Microsoft Patches 'Wormable' Windows Flaw and File-Deleting Zero-Day
Microsoft’s latest Patch Tuesday rollout comes with a dire warning for Windows users: two actively exploited zero-day vulnerabilities are out in the wild, and one of them can let attackers delete critical files from targeted systems.
The company has released urgent security fixes for at least 55 documented vulnerabilities in Windows and related applications, including critical flaws in Windows Storage, WinSock, and Microsoft Excel. Among them, a remote code execution (RCE) bug in Windows Lightweight Directory Access Protocol (LDAP) is being called “wormable,” raising concerns about widespread exploitation.
Here’s what you need to know about these threats and why immediate patching is crucial.
Table of Contents
Zero-Day File Deletion Flaw (CVE-2025-21391)
One of the most alarming vulnerabilities addressed in this update is CVE-2025-21391, an elevation of privilege flaw in Windows Storage that allows attackers to delete files on a victim’s system. This can lead to major disruptions, system instability, or even service outages—a severe threat for both individual users and businesses.
Since this flaw is already being actively exploited, Windows users should apply patches immediately to avoid potential attacks.

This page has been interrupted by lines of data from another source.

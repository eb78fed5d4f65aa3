use ark_bn254::{Fr, G1Affine, G1Projective, G2Affine, G2Projective};
use ark_ec::{AffineRepr, CurveGroup};
use ark_ff::{PrimeField, UniformRand};
use kzg_bn254_primitives::{
    consts::SETUP_SECRET_SEED_BYTES, errors::KzgError, helpers, srs::SRS,
};
use rand::{rngs::OsRng, CryptoRng, RngCore};
use rayon::iter::{IntoParallelRefIterator, ParallelIterator};
use std::time::Instant;
use tracing::debug;
use zeroize::Zeroize;

/// Runs a single-party trusted setup for polynomials of degree at most
/// `max_degree`, drawing the secret from the operating system.
///
/// The secret α is sampled from 64 bytes of OS randomness reduced modulo
/// the scalar field order, and used to compute `[g^{α^i}]` and
/// `[h^{α^i}]` for `i` in `0..=max_degree`. α, the seed bytes and the
/// scalar powers are zeroized before this function returns.
///
/// Whoever runs this function could learn α and forge openings against the
/// resulting SRS. It is meant for tests and self-contained deployments;
/// anything adversarial should load powers from a multi-party ceremony
/// instead.
///
/// # Arguments
///
/// * `max_degree` - The largest polynomial degree the SRS will support.
///
/// # Returns
///
/// * `Result<SRS, KzgError>` - An SRS holding `max_degree + 1` points in
///   each group.
///
/// # Errors
///
/// * [KzgError::InvalidDegreeBound] if `max_degree + 1` overflows.
/// * [KzgError::RandomnessUnavailable] if the OS cannot provide randomness.
pub fn setup(max_degree: usize) -> Result<SRS, KzgError> {
    let num_powers = num_powers(max_degree)?;

    let mut seed = [0u8; SETUP_SECRET_SEED_BYTES];
    if let Err(err) = OsRng.try_fill_bytes(&mut seed) {
        seed.zeroize();
        return Err(KzgError::RandomnessUnavailable(err.to_string()));
    }
    let mut alpha = Fr::from_le_bytes_mod_order(&seed);
    seed.zeroize();

    let srs = build_srs(num_powers, &alpha);
    alpha.zeroize();
    srs
}

/// Same as [setup] but samples α from the given cryptographically secure
/// generator.
///
/// Two calls with generators in the same state produce the same SRS, which
/// is only useful for reproducible tests.
pub fn setup_with_rng<R: RngCore + CryptoRng>(
    max_degree: usize,
    rng: &mut R,
) -> Result<SRS, KzgError> {
    let num_powers = num_powers(max_degree)?;

    let mut alpha = Fr::rand(rng);
    let srs = build_srs(num_powers, &alpha);
    alpha.zeroize();
    srs
}

fn num_powers(max_degree: usize) -> Result<usize, KzgError> {
    max_degree
        .checked_add(1)
        .ok_or(KzgError::InvalidDegreeBound(max_degree))
}

/// Raises both generators to 1, α, ..., α^(num_powers - 1).
fn build_srs(num_powers: usize, alpha: &Fr) -> Result<SRS, KzgError> {
    let start = Instant::now();

    let mut powers = helpers::compute_powers(alpha, num_powers);

    let g1 = G1Affine::generator();
    let g2 = G2Affine::generator();
    let g1_powers: Vec<G1Projective> = powers.par_iter().map(|p| g1 * p).collect();
    let g2_powers: Vec<G2Projective> = powers.par_iter().map(|p| g2 * p).collect();
    powers.zeroize();

    let srs = SRS::from_powers(
        G1Projective::normalize_batch(&g1_powers),
        G2Projective::normalize_batch(&g2_powers),
    )?;

    debug!(
        max_degree = srs.max_degree(),
        elapsed_ms = start.elapsed().as_millis() as u64,
        "generated SRS"
    );
    Ok(srs)
}
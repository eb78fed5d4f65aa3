use ark_bn254::{Fr, G1Affine, G1Projective};
use ark_ec::{AffineRepr, CurveGroup, VariableBaseMSM};
use ark_std::{One, Zero};
use kzg_bn254_primitives::{
    errors::KzgError,
    polynomial::{divide, PolynomialCoeffForm},
    srs::SRS,
};
use tracing::trace;

/// Main interesting struct of the kzg-bn254 prover crate.
/// [KZG] provides methods for committing to a polynomial in coefficient
/// form and generating opening proofs against an [SRS].
///
/// It holds no state of its own, the SRS is passed to every call so that a
/// single SRS can be shared read-only between any number of provers.
#[derive(Debug, Default, PartialEq, Eq, Clone, Copy)]
pub struct KZG;

impl KZG {
    pub fn new() -> Self {
        Self
    }

    /// Commit the polynomial with the srs values.
    ///
    /// The commitment is `Σ coeffs[i] · srs.g1[i]`, computed as one
    /// multi-scalar multiplication. The empty polynomial commits to the
    /// point at infinity.
    ///
    /// # Errors
    ///
    /// * [KzgError::DegreeBoundExceeded] if the polynomial has more
    ///   coefficients than the SRS has G1 powers.
    pub fn commit_coeff_form(
        &self,
        polynomial: &PolynomialCoeffForm,
        srs: &SRS,
    ) -> Result<G1Affine, KzgError> {
        self.commit_coeffs(polynomial.coeffs(), srs)
    }

    fn commit_coeffs(&self, coeffs: &[Fr], srs: &SRS) -> Result<G1Affine, KzgError> {
        check_degree_bound(coeffs.len(), srs)?;
        trace!(polynomial_len = coeffs.len(), srs_len = srs.len(), "committing");
        if coeffs.is_empty() {
            return Ok(G1Affine::identity());
        }

        // When the polynomial is in coefficient form, use the srs points in
        // monomial form directly.
        let bases = &srs.g1()[..coeffs.len()];

        match G1Projective::msm(bases, coeffs) {
            Ok(res) => Ok(res.into_affine()),
            Err(err) => Err(KzgError::MsmError(err.to_string())),
        }
    }

    /// Compute a kzg proof that `polynomial` evaluates to `polynomial(z_fr)`
    /// at `z_fr`.
    ///
    /// The evaluation is always recomputed here; the claimed value only
    /// enters the protocol at verification time.
    pub fn compute_proof(
        &self,
        polynomial: &PolynomialCoeffForm,
        z_fr: &Fr,
        srs: &SRS,
    ) -> Result<G1Affine, KzgError> {
        self.compute_proof_impl(polynomial, z_fr, srs)
            .map(|(proof, _)| proof)
    }

    /// Like [KZG::compute_proof], but also returns the evaluation
    /// `polynomial(z_fr)` that the proof attests to.
    pub fn compute_proof_with_value(
        &self,
        polynomial: &PolynomialCoeffForm,
        z_fr: &Fr,
        srs: &SRS,
    ) -> Result<(G1Affine, Fr), KzgError> {
        self.compute_proof_impl(polynomial, z_fr, srs)
    }

    /// Helper function for `compute_proof()` and `compute_proof_with_value()`
    fn compute_proof_impl(
        &self,
        polynomial: &PolynomialCoeffForm,
        z_fr: &Fr,
        srs: &SRS,
    ) -> Result<(G1Affine, Fr), KzgError> {
        check_degree_bound(polynomial.len(), srs)?;

        // Evaluate polynomial at the point z
        // This gives us y = p(z)
        let y_fr = polynomial.evaluate(z_fr);

        // p(x) - y, padded so that even a constant polynomial is at least as
        // long as the divisor. The padding only adds zero high coefficients.
        let mut poly_shift = polynomial.coeffs().to_vec();
        if poly_shift.len() < 2 {
            poly_shift.resize(2, Fr::zero());
        }
        poly_shift[0] -= y_fr;

        // x - z
        let denom_poly = [-*z_fr, Fr::one()];

        // p(z) - y = 0, so (x - z) divides p(x) - y exactly.
        let quotient_poly = divide(&poly_shift, &denom_poly)?;

        trace!(
            polynomial_len = polynomial.len(),
            quotient_len = quotient_poly.len(),
            "computed quotient"
        );

        let proof = self.commit_coeffs(&quotient_poly, srs)?;
        Ok((proof, y_fr))
    }
}

fn check_degree_bound(polynomial_len: usize, srs: &SRS) -> Result<(), KzgError> {
    if polynomial_len > srs.len() {
        return Err(KzgError::DegreeBoundExceeded {
            polynomial_len,
            srs_len: srs.len(),
        });
    }
    Ok(())
}
pub const BYTES_PER_FIELD_ELEMENT: usize = 32;
pub const SIZE_OF_G1_AFFINE_COMPRESSED: usize = 32; // in bytes
pub const SIZE_OF_G2_AFFINE_COMPRESSED: usize = 64; // in bytes

/// Size in bytes of a serialized commitment or opening proof. Both are a
/// single compressed G1 point.
pub const SIZE_OF_COMMITMENT: usize = SIZE_OF_G1_AFFINE_COMPRESSED;
pub const SIZE_OF_PROOF: usize = SIZE_OF_G1_AFFINE_COMPRESSED;

/// Number of bytes drawn from the OS to sample the setup secret. Twice the
/// field width keeps the bias of the modular reduction negligible.
pub const SETUP_SECRET_SEED_BYTES: usize = 2 * BYTES_PER_FIELD_ELEMENT;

WinSock Flaw Grants SYSTEM Privileges (CVE-2025-21418)
Another critical zero-day, CVE-2025-21418, affects the Windows Ancillary Function Driver for WinSock. If successfully exploited, it grants attackers SYSTEM-level privileges, giving them near-complete control over an affected device.
Microsoft has classified this vulnerability as a high-priority threat, urging administrators to deploy patches without delay to minimize the risk of compromise.
A ‘Wormable’ Remote Code Execution Bug (CVE-2025-21376)
One of the most concerning vulnerabilities in this update is CVE-2025-21376, a remote code execution (RCE) flaw in Windows Lightweight Directory Access Protocol (LDAP).
This bug allows an unauthenticated attacker to send specially crafted requests to a vulnerable LDAP server, leading to a buffer overflow that could be leveraged for remote code execution. Security experts warn that this vulnerability is wormable, meaning it could be used to self-propagate across networks without user interaction.
According to ZDI (Zero Day Initiative), organizations using LDAP servers should urgently test and deploy the patch to prevent potential widespread attacks.
Microsoft Excel Remote Code Execution (CVE-2025-21387)
Microsoft Excel users are also at risk due to CVE-2025-21387, a remote code execution vulnerability that can be exploited via the Preview Pane. This means that no user interaction is required—simply opening a malicious file in the Preview Pane could trigger an exploit.
To fully mitigate this threat, Microsoft has issued multiple patches that must all be installed to ensure complete protection.
Other Notable Vulnerabilities
Microsoft also addressed several other significant security flaws, including:
- CVE-2025-21194 – A feature bypass bug affecting Microsoft Surface.
- CVE-2025-21377 – A spoofing vulnerability in NTLM Hash, which could allow an attacker to steal a user’s NTLMv2 hash and authenticate as that user.
Microsoft’s Lack of IOCs Leaves Defenders in the Dark
Despite the severity of these vulnerabilities, Microsoft did not provide Indicators of Compromise (IOCs) or telemetry data to help security teams detect active exploitation. This lack of transparency makes it harder for defenders to identify whether they’ve been compromised.
What You Should Do Now
- Apply all available patches immediately. Attackers are already exploiting some of these flaws, making prompt updates essential.
- Monitor network activity for suspicious LDAP traffic. The wormable LDAP vulnerability could be used for large-scale attacks.
- Disable the Preview Pane in Microsoft Excel. This simple step can help mitigate the risk of zero-click attacks.
- Use endpoint protection and security monitoring tools to detect privilege escalation or unauthorized file deletions.
With the increasing sophistication of cyber threats, staying on top of Patch Tuesday updates is more critical than ever. Delaying these fixes could leave your system vulnerable to dangerous exploits, data loss, and potential ransomware attacks.
Microsoft users should act now—before attackers strike.